Corvettes Body Work Tips

Corvettes requie a Dainty touch when repairing or restoring.


If it be the traditional fiberglass used because the automobile's inception in 1953 or the carbon fibre/plastic composite used on newer cars, Corvettes bodies corner always utilized some Category of non-metal data. While fluorescent and relatively big, these materials conceive any clement of Corvette bodywork a Dainty endeavour when compared to working on vehicles using amassed resilient materials allied steel and aluminium.


Removing Decals


The two traditional methods for removing fossil decals and pinstriping (chemically dissolving the glue or burning the sticker gone with a heat gun) Testament damage the Corvette's plastic skin. Practice a flash solvent cognate tint thinner on a saturated cloth to remove glue residue.

Stripping the Paint

Never, ever bag a chemical dye stripper on your 'Vette. While chemical paint strippers Testament close a good profession of dissolving and removing paint, they'll do the same thing to that chemically-similar resin in the composite material beneath. Removing decals from a composite protest requires a lighter touch and bounteous patience. Anterior, soften a intersect of the decal with a accepted hair drier (NOT a heat gun) on the highest setting, then thoroughly wet the sticker with a penetrating oil cherish WD-40 or PB Blaster. After sufficient soaking, the decal should brush away with a soft, non-abrasive cloth. Handle a soft plastic or rubber scullery spatula and aggrandized oil to remove any obdurate spots.
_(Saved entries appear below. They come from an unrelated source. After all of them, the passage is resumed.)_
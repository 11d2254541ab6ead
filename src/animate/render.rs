// src/animate/render.rs

use plotters::coord::Shift;
use plotters::drawing::DrawingAreaErrorKind;
use plotters::prelude::*;
use plotters::style::register_font;
use std::{
    fs,
    io::Write,
    path::{Path, PathBuf},
    sync::OnceLock,
    time::Duration,
};
use thiserror::Error;
use tracing::{debug, info};

use super::frame::{AxisBounds, CurveColor, Frame};
use crate::table::Maturity;

pub const TITLE: &str = "Evolution of Treasury Rates";
pub const X_LABEL: &str = "Maturity (yrs)";
pub const Y_LABEL: &str = "Yield %";

const FONT_FAMILY: &str = "sans-serif";
static FONT_BYTES: &[u8] = include_bytes!("../../assets/fonts/DejaVuSans.ttf");

#[derive(Error, Debug)]
pub enum RenderError {
    #[error("nothing to animate: no rows on or after the begin date")]
    Empty,

    #[error("frame rate must be a positive number, got {0}")]
    FrameRate(f64),

    #[error("opening rendering surface {path}: {message}")]
    Backend { path: PathBuf, message: String },

    #[error("drawing frame {index}: {message}")]
    Draw { index: usize, message: String },

    #[error("bundled chart font could not be loaded")]
    Font,

    #[error("IO error: {0}")]
    Io(#[from] std::io::Error),
}

/// Make the bundled face available to plotters as `sans-serif`. Every text
/// element of a frame is laid out with it, on bitmap and SVG surfaces alike.
pub fn register_fonts() -> Result<(), RenderError> {
    static REGISTERED: OnceLock<bool> = OnceLock::new();
    let ok = *REGISTERED.get_or_init(|| {
        register_font(FONT_FAMILY, FontStyle::Normal, FONT_BYTES).is_ok()
    });
    if ok {
        Ok(())
    } else {
        Err(RenderError::Font)
    }
}

/// A surface frames are handed to, one call per displayed frame.
pub trait FramePresenter {
    fn present(&mut self, frame: &Frame<'_>, bounds: &AxisBounds) -> Result<(), RenderError>;

    /// Called once after the last frame.
    fn finish(&mut self) -> Result<(), RenderError> {
        Ok(())
    }
}

impl CurveColor {
    pub fn rgb(&self) -> RGBColor {
        match self {
            CurveColor::Normal => GREEN,
            CurveColor::Inverted => RED,
        }
    }
}

fn draw_frame<DB: DrawingBackend>(
    area: &DrawingArea<DB, Shift>,
    frame: &Frame<'_>,
    bounds: &AxisBounds,
) -> Result<(), DrawingAreaErrorKind<DB::ErrorType>> {
    area.fill(&WHITE)?;

    let mut chart = ChartBuilder::on(area)
        .caption(TITLE, (FONT_FAMILY, 28))
        .margin(20)
        .x_label_area_size(50)
        .y_label_area_size(60)
        .build_cartesian_2d(0f64..bounds.x_max, 0f64..bounds.y_max)?;

    chart
        .configure_mesh()
        .x_desc(X_LABEL)
        .y_desc(Y_LABEL)
        .draw()?;

    let style = frame.color.rgb().stroke_width(2);
    let mut labelled = false;
    for segment in frame.segments() {
        let series = chart.draw_series(LineSeries::new(segment, style))?;
        if !labelled {
            series
                .label(frame.label())
                .legend(move |(x, y)| PathElement::new(vec![(x, y), (x + 20, y)], style));
            labelled = true;
        }
    }

    if labelled {
        chart
            .configure_series_labels()
            .position(SeriesLabelPosition::UpperLeft)
            .background_style(WHITE.mix(0.8))
            .border_style(BLACK)
            .draw()?;
    }
    Ok(())
}

fn draw_error<E: std::error::Error + Send + Sync>(
    frame: &Frame<'_>,
) -> impl FnOnce(DrawingAreaErrorKind<E>) -> RenderError {
    let index = frame.index;
    move |e| RenderError::Draw {
        index,
        message: e.to_string(),
    }
}

fn ensure_parent(path: &Path) -> Result<(), RenderError> {
    if let Some(parent) = path.parent().filter(|p| !p.as_os_str().is_empty()) {
        fs::create_dir_all(parent)?;
    }
    Ok(())
}

/// Animated GIF on disk. The file loops forever in any viewer.
pub struct GifPresenter {
    area: DrawingArea<BitMapBackend<'static>, Shift>,
    path: PathBuf,
    frames: usize,
}

impl GifPresenter {
    pub fn create(
        path: impl Into<PathBuf>,
        size: (u32, u32),
        delay: Duration,
    ) -> Result<Self, RenderError> {
        let path = path.into();
        register_fonts()?;
        ensure_parent(&path)?;
        let delay_ms = u32::try_from(delay.as_millis()).unwrap_or(u32::MAX);
        let backend =
            BitMapBackend::gif(&path, size, delay_ms).map_err(|e| RenderError::Backend {
                path: path.clone(),
                message: e.to_string(),
            })?;
        Ok(Self {
            area: backend.into_drawing_area(),
            path,
            frames: 0,
        })
    }
}

impl FramePresenter for GifPresenter {
    fn present(&mut self, frame: &Frame<'_>, bounds: &AxisBounds) -> Result<(), RenderError> {
        draw_frame(&self.area, frame, bounds).map_err(draw_error(frame))?;
        self.area.present().map_err(draw_error(frame))?;
        self.frames += 1;
        Ok(())
    }

    fn finish(&mut self) -> Result<(), RenderError> {
        info!(path = %self.path.display(), frames = self.frames, "wrote animated GIF");
        Ok(())
    }
}

/// One SVG file per frame, `frame_00000.svg` onwards, in `dir`.
pub struct SvgPresenter {
    dir: PathBuf,
    size: (u32, u32),
}

impl SvgPresenter {
    pub fn create(dir: impl Into<PathBuf>, size: (u32, u32)) -> Result<Self, RenderError> {
        let dir = dir.into();
        register_fonts()?;
        fs::create_dir_all(&dir)?;
        Ok(Self { dir, size })
    }

    pub fn frame_path(&self, index: usize) -> PathBuf {
        self.dir.join(format!("frame_{:05}.svg", index))
    }
}

impl FramePresenter for SvgPresenter {
    fn present(&mut self, frame: &Frame<'_>, bounds: &AxisBounds) -> Result<(), RenderError> {
        let path = self.frame_path(frame.index);
        let area = SVGBackend::new(&path, self.size).into_drawing_area();
        draw_frame(&area, frame, bounds).map_err(draw_error(frame))?;
        area.present().map_err(draw_error(frame))?;
        debug!(path = %path.display(), "wrote frame");
        Ok(())
    }
}

/// Text playback: one line per frame.
pub struct ConsolePresenter<W: Write> {
    out: W,
}

impl<W: Write> ConsolePresenter<W> {
    pub fn new(out: W) -> Self {
        Self { out }
    }
}

impl<W: Write> FramePresenter for ConsolePresenter<W> {
    fn present(&mut self, frame: &Frame<'_>, _bounds: &AxisBounds) -> Result<(), RenderError> {
        let status = match frame.color {
            CurveColor::Inverted => "INVERTED",
            CurveColor::Normal => "normal  ",
        };
        let spread = frame
            .record
            .spread_2s10s()
            .map_or_else(|| "  --".to_string(), |s| format!("{:+.2}", s));
        let curve = frame
            .record
            .iter()
            .map(|(m, y)| match y {
                Some(y) => format!("{}={:.2}", m, y),
                None => format!("{}=--", m),
            })
            .collect::<Vec<_>>()
            .join(" ");
        writeln!(
            self.out,
            "[{:>5}/{}] {} {} 2s10s={} | {}",
            frame.index + 1,
            frame.total,
            frame.label(),
            status,
            spread,
            curve
        )?;
        Ok(())
    }

    fn finish(&mut self) -> Result<(), RenderError> {
        self.out.flush()?;
        Ok(())
    }
}

/// Column header for console playback.
pub fn console_header() -> String {
    Maturity::ALL
        .iter()
        .map(|m| format!("{}={:.1}y", m, m.years()))
        .collect::<Vec<_>>()
        .join(" ")
}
Media blasting (similar to sand blasting, but with plastic beads, walnut shells or baking soda instead of sand) will cause less damage than stripper, but will still damage the underlying panels. Although more labor intensive, sanding is the surest way to strip paint without damaging the synthetic material beneath.


Prepping for Bodywork


Corvette owners are typically meticulous about maintaining their car's appearance, so you can count on some sort of residual silicone or wax in the affected area. Before attempting any repair, clean the area of any residues with a quality cleaner-degreaser; skipping this step will allow those residues to mix with the sanding dust and embed in the fiberglass. After such embedding, you're guaranteed to receive "fisheyes" and "orange peel" in your finished paint job. While repairing any area, you might also strip, prime and repaint the entire panel for a seamless repair.


Prepping for Paint


Generally speaking, primer doesn't like to stick to slippery fiberglass. While metal-bodied cars can utilize an acid etching primer to elevate adhesion, such etching primers will eat fiberglass alive. Instead, you'll want to use a polyolefin adhesion promoter like those made by 3M both before priming and after. Adhesion promoters are easy to use; just spray the area with promoter as you would when applying a light coat of spray paint, allow five minutes to dry and commence with the coloring.